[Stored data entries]
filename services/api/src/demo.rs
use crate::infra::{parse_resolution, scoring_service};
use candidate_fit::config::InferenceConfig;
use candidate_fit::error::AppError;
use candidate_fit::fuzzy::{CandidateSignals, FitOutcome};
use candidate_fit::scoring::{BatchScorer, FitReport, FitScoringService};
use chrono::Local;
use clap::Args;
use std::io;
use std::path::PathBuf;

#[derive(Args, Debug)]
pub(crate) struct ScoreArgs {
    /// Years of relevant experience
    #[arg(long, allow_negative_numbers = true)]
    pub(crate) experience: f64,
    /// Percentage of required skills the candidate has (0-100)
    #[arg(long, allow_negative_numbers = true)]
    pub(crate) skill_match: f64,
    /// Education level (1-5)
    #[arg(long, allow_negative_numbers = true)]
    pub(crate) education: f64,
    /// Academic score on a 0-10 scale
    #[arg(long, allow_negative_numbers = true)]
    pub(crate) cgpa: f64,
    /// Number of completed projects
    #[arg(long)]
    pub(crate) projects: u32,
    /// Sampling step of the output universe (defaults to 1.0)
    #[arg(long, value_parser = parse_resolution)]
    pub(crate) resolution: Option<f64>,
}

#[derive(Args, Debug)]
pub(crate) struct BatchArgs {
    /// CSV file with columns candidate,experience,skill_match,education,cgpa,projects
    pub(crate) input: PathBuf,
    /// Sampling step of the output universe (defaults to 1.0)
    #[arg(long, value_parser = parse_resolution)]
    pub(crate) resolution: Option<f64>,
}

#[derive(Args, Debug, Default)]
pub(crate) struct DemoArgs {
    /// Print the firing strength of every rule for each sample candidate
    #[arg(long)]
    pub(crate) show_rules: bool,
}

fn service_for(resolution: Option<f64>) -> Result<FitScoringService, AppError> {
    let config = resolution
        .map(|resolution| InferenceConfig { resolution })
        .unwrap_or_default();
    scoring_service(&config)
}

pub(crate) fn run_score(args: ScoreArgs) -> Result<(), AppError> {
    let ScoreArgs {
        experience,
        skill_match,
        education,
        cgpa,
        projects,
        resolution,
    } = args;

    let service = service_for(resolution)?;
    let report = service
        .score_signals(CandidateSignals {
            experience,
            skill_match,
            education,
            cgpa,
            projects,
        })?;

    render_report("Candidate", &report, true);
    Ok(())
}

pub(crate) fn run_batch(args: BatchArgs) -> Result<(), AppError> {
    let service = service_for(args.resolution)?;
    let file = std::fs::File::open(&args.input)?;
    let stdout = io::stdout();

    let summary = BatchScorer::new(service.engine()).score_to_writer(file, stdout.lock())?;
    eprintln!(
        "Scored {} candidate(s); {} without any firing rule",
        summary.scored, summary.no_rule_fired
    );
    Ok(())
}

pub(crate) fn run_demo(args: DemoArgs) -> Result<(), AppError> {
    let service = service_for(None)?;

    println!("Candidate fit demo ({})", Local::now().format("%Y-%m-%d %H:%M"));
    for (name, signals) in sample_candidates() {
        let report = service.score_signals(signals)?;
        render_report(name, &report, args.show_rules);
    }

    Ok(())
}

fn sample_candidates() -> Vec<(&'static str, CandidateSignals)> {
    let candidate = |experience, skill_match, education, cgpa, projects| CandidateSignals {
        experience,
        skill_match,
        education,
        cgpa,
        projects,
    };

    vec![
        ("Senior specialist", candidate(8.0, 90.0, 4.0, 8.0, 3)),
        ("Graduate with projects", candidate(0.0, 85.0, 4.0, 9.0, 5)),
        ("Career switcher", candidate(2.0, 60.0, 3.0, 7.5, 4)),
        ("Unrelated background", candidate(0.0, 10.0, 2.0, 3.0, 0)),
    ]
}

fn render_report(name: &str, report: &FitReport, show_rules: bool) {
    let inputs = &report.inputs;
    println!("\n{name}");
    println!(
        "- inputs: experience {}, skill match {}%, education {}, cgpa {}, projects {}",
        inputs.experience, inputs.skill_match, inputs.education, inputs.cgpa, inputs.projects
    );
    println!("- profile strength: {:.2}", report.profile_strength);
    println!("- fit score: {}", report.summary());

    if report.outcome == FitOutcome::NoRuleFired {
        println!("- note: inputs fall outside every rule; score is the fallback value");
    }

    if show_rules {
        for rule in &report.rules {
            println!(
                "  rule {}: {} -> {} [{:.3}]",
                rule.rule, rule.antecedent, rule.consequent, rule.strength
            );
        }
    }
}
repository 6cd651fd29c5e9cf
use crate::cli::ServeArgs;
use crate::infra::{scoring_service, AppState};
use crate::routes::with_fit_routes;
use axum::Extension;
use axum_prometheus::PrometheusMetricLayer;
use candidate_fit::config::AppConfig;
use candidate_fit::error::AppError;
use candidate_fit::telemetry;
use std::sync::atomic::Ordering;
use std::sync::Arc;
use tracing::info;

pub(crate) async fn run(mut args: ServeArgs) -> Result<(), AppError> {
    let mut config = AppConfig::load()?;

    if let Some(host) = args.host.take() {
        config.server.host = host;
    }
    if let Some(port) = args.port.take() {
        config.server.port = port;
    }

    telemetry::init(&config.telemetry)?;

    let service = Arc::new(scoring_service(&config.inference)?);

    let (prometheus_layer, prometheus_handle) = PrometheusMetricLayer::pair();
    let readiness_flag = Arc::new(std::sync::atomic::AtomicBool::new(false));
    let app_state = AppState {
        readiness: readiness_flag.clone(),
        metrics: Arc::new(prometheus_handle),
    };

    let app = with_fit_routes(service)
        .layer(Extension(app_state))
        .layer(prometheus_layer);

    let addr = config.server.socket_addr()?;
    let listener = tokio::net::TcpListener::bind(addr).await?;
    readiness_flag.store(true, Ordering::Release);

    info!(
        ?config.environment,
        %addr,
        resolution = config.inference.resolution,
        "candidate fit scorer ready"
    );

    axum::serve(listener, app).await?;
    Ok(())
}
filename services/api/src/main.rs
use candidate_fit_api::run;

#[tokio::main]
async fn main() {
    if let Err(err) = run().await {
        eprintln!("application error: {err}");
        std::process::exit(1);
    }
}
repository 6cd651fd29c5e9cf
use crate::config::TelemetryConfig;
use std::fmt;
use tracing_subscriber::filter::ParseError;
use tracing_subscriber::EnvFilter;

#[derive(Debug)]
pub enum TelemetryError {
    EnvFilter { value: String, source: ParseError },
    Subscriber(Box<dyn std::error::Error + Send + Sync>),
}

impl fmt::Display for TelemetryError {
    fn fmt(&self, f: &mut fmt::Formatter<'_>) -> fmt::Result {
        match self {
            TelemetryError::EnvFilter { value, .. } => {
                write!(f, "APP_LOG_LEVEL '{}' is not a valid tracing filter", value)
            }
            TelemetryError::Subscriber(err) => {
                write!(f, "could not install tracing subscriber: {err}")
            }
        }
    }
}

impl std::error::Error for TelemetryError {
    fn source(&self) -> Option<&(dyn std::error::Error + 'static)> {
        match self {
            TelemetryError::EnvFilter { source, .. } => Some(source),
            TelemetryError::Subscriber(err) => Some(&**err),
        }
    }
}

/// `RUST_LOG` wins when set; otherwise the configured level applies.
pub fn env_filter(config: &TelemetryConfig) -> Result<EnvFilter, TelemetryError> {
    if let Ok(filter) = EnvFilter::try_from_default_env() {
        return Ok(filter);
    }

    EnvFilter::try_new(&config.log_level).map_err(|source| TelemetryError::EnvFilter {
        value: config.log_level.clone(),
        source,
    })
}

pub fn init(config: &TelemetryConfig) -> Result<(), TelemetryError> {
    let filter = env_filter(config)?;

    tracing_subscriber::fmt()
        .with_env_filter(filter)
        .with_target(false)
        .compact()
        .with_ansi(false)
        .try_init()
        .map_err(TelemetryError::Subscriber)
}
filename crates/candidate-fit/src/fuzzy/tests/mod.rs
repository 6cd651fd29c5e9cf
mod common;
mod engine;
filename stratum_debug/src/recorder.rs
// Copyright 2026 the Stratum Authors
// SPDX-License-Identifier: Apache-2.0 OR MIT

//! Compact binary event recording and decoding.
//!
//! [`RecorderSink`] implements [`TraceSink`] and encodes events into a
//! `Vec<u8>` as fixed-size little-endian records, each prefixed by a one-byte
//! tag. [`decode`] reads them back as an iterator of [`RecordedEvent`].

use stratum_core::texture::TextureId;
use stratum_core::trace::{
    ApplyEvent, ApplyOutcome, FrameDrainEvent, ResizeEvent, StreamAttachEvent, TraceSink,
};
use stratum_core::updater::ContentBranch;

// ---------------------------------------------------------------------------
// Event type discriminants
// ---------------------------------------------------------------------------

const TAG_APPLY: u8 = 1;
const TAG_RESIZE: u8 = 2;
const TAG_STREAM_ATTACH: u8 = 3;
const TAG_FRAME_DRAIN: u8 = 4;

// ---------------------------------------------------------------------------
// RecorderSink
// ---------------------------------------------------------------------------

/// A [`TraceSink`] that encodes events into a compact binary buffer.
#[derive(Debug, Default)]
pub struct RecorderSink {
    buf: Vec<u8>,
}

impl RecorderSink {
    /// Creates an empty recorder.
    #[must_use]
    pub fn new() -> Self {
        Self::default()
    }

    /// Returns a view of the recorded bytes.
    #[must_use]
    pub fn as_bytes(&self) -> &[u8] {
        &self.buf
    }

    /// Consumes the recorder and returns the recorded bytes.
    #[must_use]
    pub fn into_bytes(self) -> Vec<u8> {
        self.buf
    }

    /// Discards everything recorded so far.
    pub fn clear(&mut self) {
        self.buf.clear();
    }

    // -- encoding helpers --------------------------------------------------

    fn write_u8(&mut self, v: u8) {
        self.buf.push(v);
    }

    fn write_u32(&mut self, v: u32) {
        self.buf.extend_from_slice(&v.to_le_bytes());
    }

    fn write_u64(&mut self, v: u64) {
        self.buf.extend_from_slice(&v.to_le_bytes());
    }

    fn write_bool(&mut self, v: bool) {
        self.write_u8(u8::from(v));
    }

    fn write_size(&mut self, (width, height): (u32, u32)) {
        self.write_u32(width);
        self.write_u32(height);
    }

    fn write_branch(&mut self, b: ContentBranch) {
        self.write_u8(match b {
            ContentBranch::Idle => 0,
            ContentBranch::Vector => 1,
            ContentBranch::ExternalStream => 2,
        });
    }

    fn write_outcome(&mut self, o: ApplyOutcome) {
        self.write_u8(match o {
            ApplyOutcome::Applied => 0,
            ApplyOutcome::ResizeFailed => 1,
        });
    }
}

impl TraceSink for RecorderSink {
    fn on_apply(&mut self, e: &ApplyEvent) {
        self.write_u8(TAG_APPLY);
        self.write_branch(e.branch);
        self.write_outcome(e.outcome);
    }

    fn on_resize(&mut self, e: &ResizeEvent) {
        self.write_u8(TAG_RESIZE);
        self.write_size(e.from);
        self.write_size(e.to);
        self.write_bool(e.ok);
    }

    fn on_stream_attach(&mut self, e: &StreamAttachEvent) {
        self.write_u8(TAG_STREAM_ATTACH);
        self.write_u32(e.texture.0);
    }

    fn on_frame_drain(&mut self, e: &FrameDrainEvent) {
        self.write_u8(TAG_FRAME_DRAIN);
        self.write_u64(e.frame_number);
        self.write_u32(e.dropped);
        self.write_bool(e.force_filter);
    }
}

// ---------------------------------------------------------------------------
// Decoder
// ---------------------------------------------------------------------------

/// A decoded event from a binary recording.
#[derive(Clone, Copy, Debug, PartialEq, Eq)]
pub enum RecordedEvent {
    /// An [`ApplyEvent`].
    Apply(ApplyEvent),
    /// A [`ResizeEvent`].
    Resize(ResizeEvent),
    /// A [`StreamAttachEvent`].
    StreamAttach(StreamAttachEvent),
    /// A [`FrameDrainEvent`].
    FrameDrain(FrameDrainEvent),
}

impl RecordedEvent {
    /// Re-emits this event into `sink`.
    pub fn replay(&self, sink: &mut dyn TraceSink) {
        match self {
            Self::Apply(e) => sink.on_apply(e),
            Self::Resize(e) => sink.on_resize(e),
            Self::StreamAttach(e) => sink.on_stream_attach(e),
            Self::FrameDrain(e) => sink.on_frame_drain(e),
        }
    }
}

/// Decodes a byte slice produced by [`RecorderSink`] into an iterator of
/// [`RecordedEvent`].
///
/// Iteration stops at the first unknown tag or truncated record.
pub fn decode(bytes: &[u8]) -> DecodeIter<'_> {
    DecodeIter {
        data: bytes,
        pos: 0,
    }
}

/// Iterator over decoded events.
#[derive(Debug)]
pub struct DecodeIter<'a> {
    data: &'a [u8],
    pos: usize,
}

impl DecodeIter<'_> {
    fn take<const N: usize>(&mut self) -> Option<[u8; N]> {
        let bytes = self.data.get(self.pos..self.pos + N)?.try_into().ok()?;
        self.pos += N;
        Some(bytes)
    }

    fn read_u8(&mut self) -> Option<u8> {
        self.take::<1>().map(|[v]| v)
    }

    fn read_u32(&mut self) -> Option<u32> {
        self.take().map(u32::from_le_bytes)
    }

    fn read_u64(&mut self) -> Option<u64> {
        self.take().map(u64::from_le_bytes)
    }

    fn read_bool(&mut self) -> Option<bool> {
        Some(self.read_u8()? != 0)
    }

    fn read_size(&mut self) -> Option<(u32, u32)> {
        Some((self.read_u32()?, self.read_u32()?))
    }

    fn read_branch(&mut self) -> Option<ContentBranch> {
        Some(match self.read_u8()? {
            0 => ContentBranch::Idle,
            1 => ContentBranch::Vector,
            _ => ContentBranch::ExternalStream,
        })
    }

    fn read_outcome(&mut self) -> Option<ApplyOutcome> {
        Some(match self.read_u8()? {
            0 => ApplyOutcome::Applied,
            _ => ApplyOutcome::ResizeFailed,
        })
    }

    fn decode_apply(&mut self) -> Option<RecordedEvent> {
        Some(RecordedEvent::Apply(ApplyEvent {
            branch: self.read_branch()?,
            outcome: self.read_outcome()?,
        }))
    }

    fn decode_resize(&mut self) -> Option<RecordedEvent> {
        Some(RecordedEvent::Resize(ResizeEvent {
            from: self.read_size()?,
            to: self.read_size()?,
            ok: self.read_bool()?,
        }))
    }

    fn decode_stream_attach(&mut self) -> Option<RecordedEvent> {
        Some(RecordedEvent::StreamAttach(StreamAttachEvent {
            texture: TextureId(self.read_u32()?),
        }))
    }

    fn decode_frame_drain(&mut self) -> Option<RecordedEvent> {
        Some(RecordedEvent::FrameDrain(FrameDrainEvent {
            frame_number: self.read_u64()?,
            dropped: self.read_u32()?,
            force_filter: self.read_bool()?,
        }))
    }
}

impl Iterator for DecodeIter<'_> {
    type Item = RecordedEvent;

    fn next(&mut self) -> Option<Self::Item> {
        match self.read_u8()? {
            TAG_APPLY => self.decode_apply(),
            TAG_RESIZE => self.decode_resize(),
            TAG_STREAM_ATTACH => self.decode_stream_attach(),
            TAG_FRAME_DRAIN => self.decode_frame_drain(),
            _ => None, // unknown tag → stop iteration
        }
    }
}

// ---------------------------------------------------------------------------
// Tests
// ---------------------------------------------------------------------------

Work request —
Return word for word the lines above from the line with "pub struct DecodeIter<'a>" to the line with "fn read_u8(&mut self)", including both and leaving out all others.

Answer to the problem —
pub struct DecodeIter<'a> {
    data: &'a [u8],
    pos: usize,
}

impl DecodeIter<'_> {
    fn take<const N: usize>(&mut self) -> Option<[u8; N]> {
        let bytes = self.data.get(self.pos..self.pos + N)?.try_into().ok()?;
        self.pos += N;
        Some(bytes)
    }

    fn read_u8(&mut self) -> Option<u8> {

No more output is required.